We were walking along a route known as The Mereway, a path that follows part of the perimeter of the woodland. This area of trees is probably a patch of ancient woodland, and may be part of the larger woodland recorded in the Domesday Book. The vicinity of the wood has a number of earthworks including a circular feature with ditch and bank that may be an Iron Age enclosure though it has produced Romano-British and post-medieval artefacts. There is also the site of a medieval moated enclosure with a fishpond. This could have been the location of a grange associated with Vaudey Abbey. Then there is The Mereway track itself. Anyone seeing its name written on the Ordnance Survey map might well think that it was named after a long-gone area of water.

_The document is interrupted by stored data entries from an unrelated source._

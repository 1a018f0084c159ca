//! # Pattern Module
//!
//! The pattern module compiles a parsed part tree into the three derived
//! artifacts that make a pattern useful at runtime:
//!
//! 1. **Matching engine** - a compiled [`regex::Regex`] plus the ordered
//!    parameter-name list; applied to a concrete path it extracts a
//!    parameter map.
//! 2. **Generator** - renders a concrete path from supplied parameter
//!    values, dropping optional groups whose params are unsatisfied.
//! 3. **Serializer** - the `Display` impl renders the canonical pattern
//!    text, flags included.
//!
//! All three are derived once, eagerly, at [`Pattern`] construction; the
//! pattern is immutable afterwards.
//!
//! ## Flags
//!
//! Pattern text may carry a trailing whitespace-separated run of flag
//! letters:
//!
//! | letter | meaning                                  |
//! |--------|------------------------------------------|
//! | `s`    | do not require the match to start at the beginning |
//! | `e`    | do not require the match to reach the end |
//! | `i`    | case-insensitive matching                 |
//!
//! Upper-case explicitly disables the flag; unrecognized letters are
//! ignored. See [`MatchParams`].
//!
//! ## Example
//!
//! ```
//! use waymark::Pattern;
//!
//! let pattern = Pattern::new("/item/<kind=foo,bar>")?;
//! assert!(pattern.match_path("/item/foo").is_some());
//! assert!(pattern.match_path("/item/baz").is_none());
//! # Ok::<(), waymark::SyntaxError>(())
//! ```

mod core;
mod flags;
mod params;

#[cfg(test)]
mod tests;

pub use core::Pattern;
pub use flags::MatchParams;
pub use params::{ParamValue, Params};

However, the word "mere", as well being Old English for a pool or pond, can also derive from the Old English "mære" meaning a boundary, and that is clearly the intended usage here because the track follows the western edge of the wood. There is some speculation that the path may be on the line of an ancient trackway. On the other hand its name may indicate that it is simply a wood boundary, a feature serving a similar purpose to the woodbanks that frequently mark the extent of old woodland, and of which there are signs in Ingoldsby Wood.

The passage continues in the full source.